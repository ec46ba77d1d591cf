use log::{LevelFilter, Metadata, Record, SetLoggerError};
use once_cell::sync::OnceCell;
use std::fs::{OpenOptions, create_dir_all};
use std::io::Write;
use std::path::{Path, PathBuf};

pub const LOG_FILE: &str = "log.txt";

#[derive(Debug)]
struct FileLogger {
    log_file: PathBuf,
    level: LevelFilter,
}

static LOGGER: OnceCell<FileLogger> = OnceCell::new();

impl log::Log for FileLogger {
    fn enabled(&self, metadata: &Metadata) -> bool {
        metadata.level() <= self.level
    }

    fn log(&self, record: &Record) {
        if self.enabled(record.metadata()) {
            let log_entry = format!("{} - {}\n", record.level(), record.args());

            if let Ok(mut file) = OpenOptions::new()
                .create(true)
                .append(true)
                .open(&self.log_file)
            {
                let _ = file.write_all(log_entry.as_bytes());
            }
        }
    }

    fn flush(&self) {}
}

// Default data directory: ~/zone_dice/data, or ./data without a home.
pub fn default_data_dir() -> PathBuf {
    dir::home_dir()
        .map(|home| home.join("zone_dice").join("data"))
        .unwrap_or_else(|| PathBuf::from("./data"))
}

// Install the file logger. Only the first call has any effect.
pub fn init(data_dir: &Path, debug: bool) -> Result<(), SetLoggerError> {
    let _ = create_dir_all(data_dir);
    let level = if debug {
        LevelFilter::Debug
    } else {
        LevelFilter::Info
    };

    let logger = LOGGER.get_or_init(|| FileLogger {
        log_file: data_dir.join(LOG_FILE),
        level,
    });

    log::set_logger(logger).map(|()| log::set_max_level(logger.level))
}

> [WORK ITEM]: Report every line of the entries that carries the word "OnceCell".

> [FINISHED TASK]:
use once_cell::sync::OnceCell;
static LOGGER: OnceCell<FileLogger> = OnceCell::new();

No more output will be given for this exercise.